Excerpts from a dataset
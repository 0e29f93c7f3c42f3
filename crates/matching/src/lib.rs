//! Matching engine for the blood bank.
//!
//! - [`compatibility`]: which donor blood types may supply which receivers
//! - [`eligibility`]: whether a donor is medically cleared to give blood now
//! - [`matcher`]: open requests a donor can serve in their own area
//! - [`fulfillment`]: recording a donation against a request as one commit
//! - [`requests`]: posting, filtering and ordering blood requests
//! - [`dashboard`]: activity summaries

pub mod compatibility;
pub mod dashboard;
pub mod eligibility;
mod error;
pub mod fulfillment;
pub mod matcher;
pub mod requests;

pub use compatibility::{can_donate_to, validate_blood_type};
pub use eligibility::{is_donor_eligible, DonorProfile, Eligibility, IneligibilityReason};
pub use error::*;
pub use fulfillment::FulfillmentService;
pub use matcher::find_compatible_requests;
pub use requests::{NewBloodRequest, RequestFilter, RequestService};
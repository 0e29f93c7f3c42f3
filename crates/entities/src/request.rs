//! BloodRequest entity definitions.

use chrono::{DateTime, Utc};
use serde::{Deserialize, Serialize};
use uuid::Uuid;

use crate::BloodType;

/// How urgently the receiver needs blood.
#[derive(Debug, Clone, Copy, PartialEq, Eq, Hash, Serialize, Deserialize, Default)]
#[serde(rename_all = "SCREAMING_SNAKE_CASE")]
pub enum Seriousness {
    /// Can wait.
    Low,
    /// Needed soon.
    #[default]
    Moderate,
    /// Needed now.
    High,
}

impl Seriousness {
    /// Converts the seriousness to a string for storage.
    pub fn as_str(&self) -> &'static str {
        match self {
            Self::Low => "LOW",
            Self::Moderate => "MODERATE",
            Self::High => "HIGH",
        }
    }

    /// Parses a seriousness level from a string, ignoring case.
    pub fn parse(s: &str) -> Option<Self> {
        match s.trim().to_ascii_uppercase().as_str() {
            "LOW" => Some(Self::Low),
            "MODERATE" => Some(Self::Moderate),
            "HIGH" => Some(Self::High),
            _ => None,
        }
    }

    /// Ordering weight, higher is more urgent.
    pub fn rank(&self) -> u8 {
        match self {
            Self::Low => 0,
            Self::Moderate => 1,
            Self::High => 2,
        }
    }
}

/// Request lifecycle. `Open` moves to `Fulfilled` once and never back.
#[derive(Debug, Clone, Copy, PartialEq, Eq, Hash, Serialize, Deserialize, Default)]
#[serde(rename_all = "SCREAMING_SNAKE_CASE")]
pub enum RequestStatus {
    /// Still accepting donations.
    #[default]
    Open,
    /// All units have been donated.
    Fulfilled,
}

impl RequestStatus {
    /// Converts the status to a string for storage.
    pub fn as_str(&self) -> &'static str {
        match self {
            Self::Open => "OPEN",
            Self::Fulfilled => "FULFILLED",
        }
    }
}

/// A receiver's need for blood at a hospital.
#[derive(Debug, Clone, PartialEq, Serialize, Deserialize)]
#[serde(rename_all = "camelCase")]
pub struct BloodRequest {
    /// Unique identifier.
    pub id: Uuid,
    /// The receiver who posted the request.
    pub user_id: Uuid,
    /// Blood type needed.
    pub blood_type: BloodType,
    /// Hospital city or area, matched against donor location.
    pub hospital_area: String,
    /// Units still needed.
    pub units_needed: u32,
    /// Urgency.
    pub seriousness: Seriousness,
    /// Current status.
    pub status: RequestStatus,
    /// When this record was created.
    pub created_at: DateTime<Utc>,
}

impl BloodRequest {
    /// Creates a new open request.
    pub fn new(
        user_id: Uuid,
        blood_type: BloodType,
        hospital_area: impl Into<String>,
        units_needed: u32,
        seriousness: Seriousness,
    ) -> Self {
        Self {
            id: Uuid::new_v4(),
            user_id,
            blood_type,
            hospital_area: hospital_area.into(),
            units_needed,
            seriousness,
            status: RequestStatus::Open,
            created_at: Utc::now(),
        }
    }

    /// Whether the request still accepts donations.
    pub fn is_open(&self) -> bool {
        self.status == RequestStatus::Open
    }

    /// Consumes one unit and closes the request once nothing is left.
    ///
    /// Returns the units still needed afterwards.
    pub fn consume_unit(&mut self) -> u32 {
        self.units_needed = self.units_needed.saturating_sub(1);
        if self.units_needed == 0 {
            self.status = RequestStatus::Fulfilled;
        }
        self.units_needed
    }
}

#[cfg(test)]
mod tests {
    use super::*;

    fn request(units: u32) -> BloodRequest {
        BloodRequest::new(
            Uuid::new_v4(),
            BloodType::APositive,
            "Delhi",
            units,
            Seriousness::High,
        )
    }

    #[test]
    fn test_consume_unit_keeps_partial_request_open() {
        let mut req = request(3);
        assert_eq!(req.consume_unit(), 2);
        assert!(req.is_open());
    }

    #[test]
    fn test_consume_last_unit_fulfills() {
        let mut req = request(1);
        assert_eq!(req.consume_unit(), 0);
        assert_eq!(req.status, RequestStatus::Fulfilled);

        // Stays fulfilled and never underflows.
        assert_eq!(req.consume_unit(), 0);
        assert_eq!(req.status, RequestStatus::Fulfilled);
    }

    #[test]
    fn test_seriousness_rank() {
        assert!(Seriousness::High.rank() > Seriousness::Moderate.rank());
        assert!(Seriousness::Moderate.rank() > Seriousness::Low.rank());
        assert_eq!(Seriousness::parse("high"), Some(Seriousness::High));
    }

    #[test]
    fn test_status_serialization() {
        let json = serde_json::to_value(request(2)).unwrap();
        assert_eq!(json["status"], "OPEN");
        assert_eq!(json["hospitalArea"], "Delhi");
        assert_eq!(json["unitsNeeded"], 2);
    }
}
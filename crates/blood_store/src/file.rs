//! JSON document blood store.
//!
//! The whole store lives in one JSON document:
//!
//! ```json
//! { "users": [], "bloodRequests": [], "donations": [], "currentUser": null, "revision": 0 }
//! ```
//!
//! Every write goes to a sibling temp file which is then renamed over the
//! document, so a reader sees either the old or the new revision in full.

use std::ffi::OsString;
use std::io::ErrorKind;
use std::path::{Path, PathBuf};

use async_trait::async_trait;
use entities::{BloodRequest, Donation, User};
use tokio::sync::Mutex;
use tracing::debug;

use crate::{BloodStore, StoreError, StoreResult, StoreSnapshot};

/// Blood store persisted as a single JSON file.
#[derive(Debug)]
pub struct JsonFileBloodStore {
    path: PathBuf,
    write_lock: Mutex<()>,
}

impl JsonFileBloodStore {
    /// Creates a store backed by the document at `path`.
    ///
    /// The file does not need to exist yet; it is created on the first write.
    pub fn new(path: impl Into<PathBuf>) -> Self {
        Self {
            path: path.into(),
            write_lock: Mutex::new(()),
        }
    }

    /// Path of the backing document.
    pub fn path(&self) -> &Path {
        &self.path
    }

    async fn read_document(&self) -> StoreResult<StoreSnapshot> {
        match tokio::fs::read_to_string(&self.path).await {
            Ok(contents) if contents.trim().is_empty() => Ok(StoreSnapshot::default()),
            Ok(contents) => Ok(serde_json::from_str(&contents)?),
            Err(e) if e.kind() == ErrorKind::NotFound => Ok(StoreSnapshot::default()),
            Err(e) => Err(e.into()),
        }
    }

    async fn write_document(&self, document: &StoreSnapshot) -> StoreResult<()> {
        if let Some(parent) = self.path.parent() {
            if !parent.as_os_str().is_empty() {
                tokio::fs::create_dir_all(parent).await?;
            }
        }

        let mut tmp_path = OsString::from(self.path.as_os_str());
        tmp_path.push(".tmp");
        let tmp_path = PathBuf::from(tmp_path);

        let contents = serde_json::to_string_pretty(document)?;
        tokio::fs::write(&tmp_path, contents).await?;
        tokio::fs::rename(&tmp_path, &self.path).await?;

        debug!(
            path = %self.path.display(),
            revision = document.revision,
            "Wrote store document"
        );
        Ok(())
    }

    /// Read-modify-write of the whole document under the write lock.
    async fn update<F>(&self, apply: F) -> StoreResult<()>
    where
        F: FnOnce(&mut StoreSnapshot) + Send,
    {
        let _guard = self.write_lock.lock().await;
        let mut document = self.read_document().await?;
        apply(&mut document);
        document.revision += 1;
        self.write_document(&document).await
    }
}

#[async_trait]
impl BloodStore for JsonFileBloodStore {
    async fn load_users(&self) -> StoreResult<Vec<User>> {
        Ok(self.read_document().await?.users)
    }

    async fn save_users(&self, users: &[User]) -> StoreResult<()> {
        self.update(|doc| doc.users = users.to_vec()).await
    }

    async fn load_requests(&self) -> StoreResult<Vec<BloodRequest>> {
        Ok(self.read_document().await?.requests)
    }

    async fn save_requests(&self, requests: &[BloodRequest]) -> StoreResult<()> {
        self.update(|doc| doc.requests = requests.to_vec()).await
    }

    async fn load_donations(&self) -> StoreResult<Vec<Donation>> {
        Ok(self.read_document().await?.donations)
    }

    async fn save_donations(&self, donations: &[Donation]) -> StoreResult<()> {
        self.update(|doc| doc.donations = donations.to_vec()).await
    }

    async fn load_current_user(&self) -> StoreResult<Option<User>> {
        Ok(self.read_document().await?.current_user)
    }

    async fn save_current_user(&self, user: Option<&User>) -> StoreResult<()> {
        let user = user.cloned();
        self.update(move |doc| doc.current_user = user).await
    }

    async fn snapshot(&self) -> StoreResult<StoreSnapshot> {
        self.read_document().await
    }

    async fn commit(&self, mut snapshot: StoreSnapshot) -> StoreResult<u64> {
        let _guard = self.write_lock.lock().await;
        let current = self.read_document().await?.revision;
        if current != snapshot.revision {
            return Err(StoreError::Conflict {
                expected: snapshot.revision,
                actual: current,
            });
        }
        snapshot.revision += 1;
        self.write_document(&snapshot).await?;
        Ok(snapshot.revision)
    }
}
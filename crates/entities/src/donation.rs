//! Donation entity definitions.

use chrono::{DateTime, Utc};
use serde::{Deserialize, Serialize};
use uuid::Uuid;

/// Units recorded by a single donation.
pub const UNITS_PER_DONATION: u32 = 1;

/// An immutable record of a donor giving blood against a request.
#[derive(Debug, Clone, PartialEq, Serialize, Deserialize)]
#[serde(rename_all = "camelCase")]
pub struct Donation {
    /// Unique identifier.
    pub id: Uuid,
    /// The donor.
    pub donor_id: Uuid,
    /// The request this donation counts towards.
    pub request_id: Uuid,
    /// When the donation happened.
    pub donation_date: DateTime<Utc>,
    /// Units given.
    pub units_contributed: u32,
}

impl Donation {
    /// Creates a single-unit donation made at `donation_date`.
    pub fn new(donor_id: Uuid, request_id: Uuid, donation_date: DateTime<Utc>) -> Self {
        Self {
            id: Uuid::new_v4(),
            donor_id,
            request_id,
            donation_date,
            units_contributed: UNITS_PER_DONATION,
        }
    }
}
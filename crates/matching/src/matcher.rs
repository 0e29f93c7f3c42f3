//! Finding the open requests a donor can serve.

use entities::{BloodRequest, User};

use crate::compatibility::is_compatible;

/// Whether two free-text locations name the same place, ignoring case.
pub fn same_location(a: &str, b: &str) -> bool {
    a.to_lowercase() == b.to_lowercase()
}

/// Returns the requests `donor` can give to: compatible blood type, same
/// hospital area as the donor's location, and still open.
///
/// Input order is preserved.
pub fn find_compatible_requests<'a>(
    donor: &User,
    requests: &'a [BloodRequest],
) -> Vec<&'a BloodRequest> {
    requests
        .iter()
        .filter(|r| {
            is_compatible(donor.blood_type, r.blood_type)
                && same_location(&r.hospital_area, &donor.location)
                && r.is_open()
        })
        .collect()
}
//! Blood store error types.

use thiserror::Error;

/// Errors that can occur during store operations.
#[derive(Debug, Error)]
pub enum StoreError {
    /// The store changed between snapshot and commit.
    #[error("Store was modified concurrently (expected revision {expected}, found {actual})")]
    Conflict { expected: u64, actual: u64 },

    /// I/O error.
    #[error("I/O error: {0}")]
    Io(#[from] std::io::Error),

    /// Serialization error.
    #[error("Serialization error: {0}")]
    Serialization(#[from] serde_json::Error),
}

impl StoreError {
    /// Whether retrying from a fresh snapshot could succeed.
    pub fn is_conflict(&self) -> bool {
        matches!(self, Self::Conflict { .. })
    }
}

/// Result type for store operations.
pub type StoreResult<T> = Result<T, StoreError>;
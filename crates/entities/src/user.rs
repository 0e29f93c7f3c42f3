//! User-related entity definitions.

use chrono::{DateTime, Utc};
use serde::{Deserialize, Serialize};
use uuid::Uuid;

use crate::BloodType;

/// Role chosen at signup. Never changes afterwards.
#[derive(Debug, Clone, Copy, PartialEq, Eq, Hash, Serialize, Deserialize)]
#[serde(rename_all = "SCREAMING_SNAKE_CASE")]
pub enum UserRole {
    /// Gives blood against open requests.
    Donor,
    /// Posts blood requests.
    Receiver,
}

impl UserRole {
    /// Converts the role to a string for display and storage.
    pub fn as_str(&self) -> &'static str {
        match self {
            Self::Donor => "DONOR",
            Self::Receiver => "RECEIVER",
        }
    }

    /// Parses a role from a string, ignoring case.
    pub fn parse(s: &str) -> Option<Self> {
        match s.trim().to_ascii_uppercase().as_str() {
            "DONOR" => Some(Self::Donor),
            "RECEIVER" => Some(Self::Receiver),
            _ => None,
        }
    }
}

/// Gender as declared at signup.
#[derive(Debug, Clone, Copy, PartialEq, Eq, Hash, Serialize, Deserialize, Default)]
#[serde(rename_all = "SCREAMING_SNAKE_CASE")]
pub enum Gender {
    /// Male.
    #[default]
    Male,
    /// Female.
    Female,
    /// Other or undisclosed.
    Other,
}

impl Gender {
    /// Converts the gender to a string for storage.
    pub fn as_str(&self) -> &'static str {
        match self {
            Self::Male => "MALE",
            Self::Female => "FEMALE",
            Self::Other => "OTHER",
        }
    }

    /// Human readable label.
    pub fn label(&self) -> &'static str {
        match self {
            Self::Male => "Male",
            Self::Female => "Female",
            Self::Other => "Other",
        }
    }

    /// Parses a gender from a string, ignoring case.
    pub fn parse(s: &str) -> Option<Self> {
        match s.trim().to_ascii_uppercase().as_str() {
            "MALE" => Some(Self::Male),
            "FEMALE" => Some(Self::Female),
            "OTHER" => Some(Self::Other),
            _ => None,
        }
    }
}

/// A registered donor or receiver.
#[derive(Debug, Clone, PartialEq, Serialize, Deserialize)]
#[serde(rename_all = "camelCase")]
pub struct User {
    /// Unique identifier.
    pub id: Uuid,
    /// Display name.
    pub name: String,
    /// Email address, always lowercase.
    pub email: String,
    /// Salted password hash.
    pub password_hash: String,
    /// Age in years.
    pub age: u32,
    /// Free-text city or area, matched against request hospital areas.
    pub location: String,
    /// Blood type.
    pub blood_type: BloodType,
    /// Donor or receiver.
    pub role: UserRole,
    /// Gender, which decides the donation cooldown.
    pub gender: Gender,
    /// When this record was created.
    pub created_at: DateTime<Utc>,
    /// When the donor last gave blood.
    #[serde(default, skip_serializing_if = "Option::is_none")]
    pub last_donated_date: Option<DateTime<Utc>>,
    /// Donor declared being under the influence of alcohol.
    #[serde(default, skip_serializing_if = "std::ops::Not::not")]
    pub is_drunk: bool,
    /// Donor declared being a smoker.
    #[serde(default, skip_serializing_if = "std::ops::Not::not")]
    pub is_smoker: bool,
}

impl User {
    /// Creates a new user. The email is normalized to lowercase.
    pub fn new(
        name: impl Into<String>,
        email: impl AsRef<str>,
        role: UserRole,
        blood_type: BloodType,
        age: u32,
        location: impl Into<String>,
    ) -> Self {
        Self {
            id: Uuid::new_v4(),
            name: name.into(),
            email: email.as_ref().trim().to_lowercase(),
            password_hash: String::new(),
            age,
            location: location.into(),
            blood_type,
            role,
            gender: Gender::default(),
            created_at: Utc::now(),
            last_donated_date: None,
            is_drunk: false,
            is_smoker: false,
        }
    }

    /// Sets the gender.
    pub fn with_gender(mut self, gender: Gender) -> Self {
        self.gender = gender;
        self
    }

    /// Sets the stored password hash.
    pub fn with_password_hash(mut self, password_hash: impl Into<String>) -> Self {
        self.password_hash = password_hash.into();
        self
    }

    /// Sets the last donation date.
    pub fn with_last_donated_date(mut self, date: DateTime<Utc>) -> Self {
        self.last_donated_date = Some(date);
        self
    }

    /// Sets the lifestyle flags.
    pub fn with_lifestyle(mut self, is_drunk: bool, is_smoker: bool) -> Self {
        self.is_drunk = is_drunk;
        self.is_smoker = is_smoker;
        self
    }

    /// Whether this user registered as a donor.
    pub fn is_donor(&self) -> bool {
        self.role == UserRole::Donor
    }

    /// Whether this user registered as a receiver.
    pub fn is_receiver(&self) -> bool {
        self.role == UserRole::Receiver
    }
}
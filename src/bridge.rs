//! Context bridge between the boundary's tree position and the isolated
//! pre-render.
//!
//! The pre-render runs outside the live tree position, so ambient values an
//! ancestor provides would normally be invisible to it. `capture` builds a
//! stack of consumer frames that the host's ongoing render pass evaluates
//! *at the boundary's position*, collecting the value each registered
//! channel currently carries; the continuation then wraps the subtree in a
//! matching stack of provider frames (`reestablish`) so the isolated pass
//! observes the captured values instead of channel defaults.
//!
//! The bridge itself never fails; whatever the supplied render functions
//! produce or raise propagates untouched.

use std::cell::RefCell;
use std::rc::Rc;
use tracing::debug;

use crate::host::{AmbientValue, ChannelHandle};

/// Continuation receiving the captured values, one per channel, in
/// registration order.
pub type CaptureInner<N> = Box<dyn FnOnce(Vec<AmbientValue>) -> N>;

/// Build the read half of the bridge: one consumer frame per channel, the
/// first-registered channel outermost, `inner` invoked once every read has
/// fired. An empty channel list degenerates to `inner(vec![])`.
pub fn capture<N: 'static>(channels: Vec<ChannelHandle<N>>, inner: CaptureInner<N>) -> N {
    debug!(channels = channels.len(), "Capturing ambient values at boundary position");

    let values: Rc<RefCell<Vec<AmbientValue>>> =
        Rc::new(RefCell::new(Vec::with_capacity(channels.len())));

    // Innermost frame: every read has fired, hand the values over.
    let mut render: Box<dyn FnOnce() -> N> = {
        let values = Rc::clone(&values);
        Box::new(move || inner(values.take()))
    };

    // Wrap inside-out so the first-registered channel ends up outermost and
    // its read fires first, keeping value order equal to channel order.
    for channel in channels.into_iter().rev() {
        let next = render;
        let values = Rc::clone(&values);
        render = Box::new(move || {
            channel.read(Box::new(move |value| {
                values.borrow_mut().push(value);
                next()
            }))
        });
    }

    render()
}

/// Build the write half: provider frames re-establishing each captured
/// value around `element`, nested in the same order the values were read.
pub fn reestablish<N>(
    channels: &[ChannelHandle<N>],
    values: Vec<AmbientValue>,
    element: N,
) -> N {
    debug_assert_eq!(
        channels.len(),
        values.len(),
        "captured value count must match channel count"
    );

    let mut element = element;
    for (channel, value) in channels.iter().zip(values).rev() {
        element = channel.write(value, element);
    }
    element
}
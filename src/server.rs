//! Server-side pre-rendering of a boundary's subtree.
//!
//! Static runtimes cannot lean on the host's failure-capture lifecycle, so
//! the renderer serializes the subtree itself, inside the surrounding
//! render pass, and decides synchronously between real markup and the
//! fallback. Ambient context is preserved across the isolation seam by the
//! [`bridge`](crate::bridge); legacy context by the host's pass-through
//! provider fed with the values the boundary captured at mount.

use std::rc::Rc;

use serde::{Deserialize, Serialize};
use tracing::warn;

use crate::boundary::Boundary;
use crate::bridge;
use crate::host::Host;
use crate::registry::RegistryHandle;

/// Tuning for the static pre-render pathway. Embeddable in an
/// application's own configuration file; every field has a default.
#[derive(Debug, Clone, Serialize, Deserialize)]
pub struct RendererOptions {
    /// Pass the captured failure to the fallback renderer. Off restores the
    /// historical contract of invoking the fallback with no payload.
    #[serde(default = "default_forward_failure")]
    pub forward_failure: bool,
}

fn default_forward_failure() -> bool {
    true
}

impl Default for RendererOptions {
    fn default() -> Self {
        Self {
            forward_failure: default_forward_failure(),
        }
    }
}

/// Renders boundaries to static markup within one render batch.
///
/// The registry is owned by whoever drives the batch and injected here, so
/// no registration state leaks across batches or tests.
pub struct ServerRenderer<H: Host> {
    host: Rc<H>,
    registry: RegistryHandle<H::Node>,
    options: RendererOptions,
}

impl<H> ServerRenderer<H>
where
    H: Host + 'static,
    H::Node: 'static,
{
    pub fn new(host: Rc<H>, registry: RegistryHandle<H::Node>) -> Self {
        Self::with_options(host, registry, RendererOptions::default())
    }

    pub fn with_options(
        host: Rc<H>,
        registry: RegistryHandle<H::Node>,
        options: RendererOptions,
    ) -> Self {
        Self {
            host,
            registry,
            options,
        }
    }

    pub fn registry(&self) -> &RegistryHandle<H::Node> {
        &self.registry
    }

    /// Pre-render `boundary`'s subtree to static markup at the boundary's
    /// tree position.
    ///
    /// Returns the node the boundary emits in its place: on success the
    /// markup string wrapped for raw injection in the renderer's own
    /// container, on failure the fallback output. The returned tree embeds
    /// the bridge's consumer frames, so the host's surrounding render pass
    /// evaluates them where the boundary sits and the isolated serialize
    /// below observes the same ambient values a top-down render would
    /// supply.
    pub fn render(&self, boundary: &mut Boundary<H>) -> H::Node {
        let child = boundary.take_children();
        let element = self
            .host
            .provide_legacy(boundary.inherited_legacy().clone(), child);

        let channels = self.registry.snapshot();
        let frames = channels.clone();
        let host = Rc::clone(&self.host);
        let fallback = boundary.take_fallback();
        let forward_failure = self.options.forward_failure;

        bridge::capture(
            channels,
            Box::new(move |values| {
                let wrapped = bridge::reestablish(&frames, values, element);
                match host.render_to_static_markup(wrapped) {
                    Ok(markup) => host.raw_container(markup),
                    Err(failure) => {
                        warn!(error = %failure, "Static pre-render failed; emitting fallback");
                        let mut fallback = fallback;
                        let report = if forward_failure { Some(&failure) } else { None };
                        fallback.produce(report, host.as_ref())
                    }
                }
            }),
        )
    }
}
//! Failure types captured at the boundary.

use serde::{Deserialize, Serialize};
use std::fmt;
use thiserror::Error;

/// The one failure kind the boundary deals in: a descendant's render logic
/// failed while the host framework evaluated the wrapped subtree.
///
/// The originating error is carried unchanged; the boundary never inspects
/// it beyond logging and handing it to fallback renderers.
#[derive(Debug, Error)]
#[error("subtree render failed: {source}")]
pub struct SubtreeFailure {
    /// The originating error.
    #[source]
    pub source: anyhow::Error,

    /// Where in the tree the failure surfaced, when the pathway reports it.
    /// Live render passes supply one; isolated pre-renders may not.
    pub trace: Option<ComponentTrace>,
}

impl SubtreeFailure {
    pub fn new(source: anyhow::Error) -> Self {
        Self {
            source,
            trace: None,
        }
    }

    pub fn with_trace(source: anyhow::Error, trace: ComponentTrace) -> Self {
        Self {
            source,
            trace: Some(trace),
        }
    }
}

/// Host-supplied diagnostic naming the component path a failure crossed,
/// outermost component first.
#[derive(Debug, Clone, Default, PartialEq, Eq, Serialize, Deserialize)]
pub struct ComponentTrace {
    pub component_stack: Vec<String>,
}

impl ComponentTrace {
    pub fn new(component_stack: Vec<String>) -> Self {
        Self { component_stack }
    }
}

impl fmt::Display for ComponentTrace {
    fn fmt(&self, f: &mut fmt::Formatter<'_>) -> fmt::Result {
        write!(f, "{}", self.component_stack.join(" > "))
    }
}
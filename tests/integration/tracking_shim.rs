//! Creation interception end to end
//!
//! Channels created through the tracked factory must reach the registry
//! without any manual step, and installing the tracker twice must not
//! change the entry point's identity.

use std::rc::Rc;

use firebreak::boundary::{BoundaryFactory, Children, Fallback, RenderMode};
use firebreak::host::{ChannelFactory, Host, LegacyValues};
use firebreak::registry::RegistryHandle;
use firebreak::server::ServerRenderer;
use firebreak::tracking::TrackingFactory;

use super::test_utils::{catch, consume_text, el, text, Node, TestChannelFactory, TestHost};

fn same_factory(a: &Rc<dyn ChannelFactory<Node>>, b: &Rc<dyn ChannelFactory<Node>>) -> bool {
    Rc::as_ptr(a) as *const () == Rc::as_ptr(b) as *const ()
}

#[test]
fn test_installing_twice_keeps_entry_point_identity() {
    let host = TestHost::new();
    let registry = RegistryHandle::new();
    let factory: Rc<dyn ChannelFactory<Node>> = Rc::new(TestChannelFactory { host });

    let wrapped = TrackingFactory::install(factory, &registry);
    let wrapped_again = TrackingFactory::install(Rc::clone(&wrapped), &registry);

    assert!(same_factory(&wrapped, &wrapped_again));
}

#[test]
fn test_tracked_creation_needs_no_manual_registration() {
    let host = TestHost::new();
    let registry = RegistryHandle::new();
    let factory = TrackingFactory::install(
        Rc::new(TestChannelFactory {
            host: Rc::clone(&host),
        }),
        &registry,
    );

    // Application code keeps using the creation API it already had.
    let channel = factory.create(Rc::new("default".to_string()));
    assert_eq!(registry.len(), 1);

    let renderer = ServerRenderer::new(Rc::clone(&host), registry.clone());
    let children = Children::element(consume_text(&channel, |value| {
        el("div", vec![text(format!("No errors! {value}"))])
    }));
    let boundary = BoundaryFactory::new().mount(
        Rc::clone(&host),
        children,
        Fallback::default(),
        &LegacyValues::new(),
        RenderMode::Static,
    );
    let tree = channel.write(
        Rc::new("Context variable".to_string()),
        catch(boundary, Some(renderer)),
    );
    let html = host.render_to_static_markup(tree).unwrap();

    assert_eq!(html, "<div><div>No errors! Context variable</div></div>");
}

#[test]
fn test_manual_registration_after_tracked_creation_does_not_duplicate() {
    let host = TestHost::new();
    let registry = RegistryHandle::new();
    let factory = TrackingFactory::install(Rc::new(TestChannelFactory { host }), &registry);

    let channel = factory.create(Rc::new("default".to_string()));
    registry.register(channel);

    assert_eq!(registry.len(), 1);
}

[Activity]
The expected answer is a copy of each line in the records that holds the word "declared".

[The completed task]
/// Gender as declared at signup.
    /// Donor declared being under the influence of alcohol.
    /// Donor declared being a smoker.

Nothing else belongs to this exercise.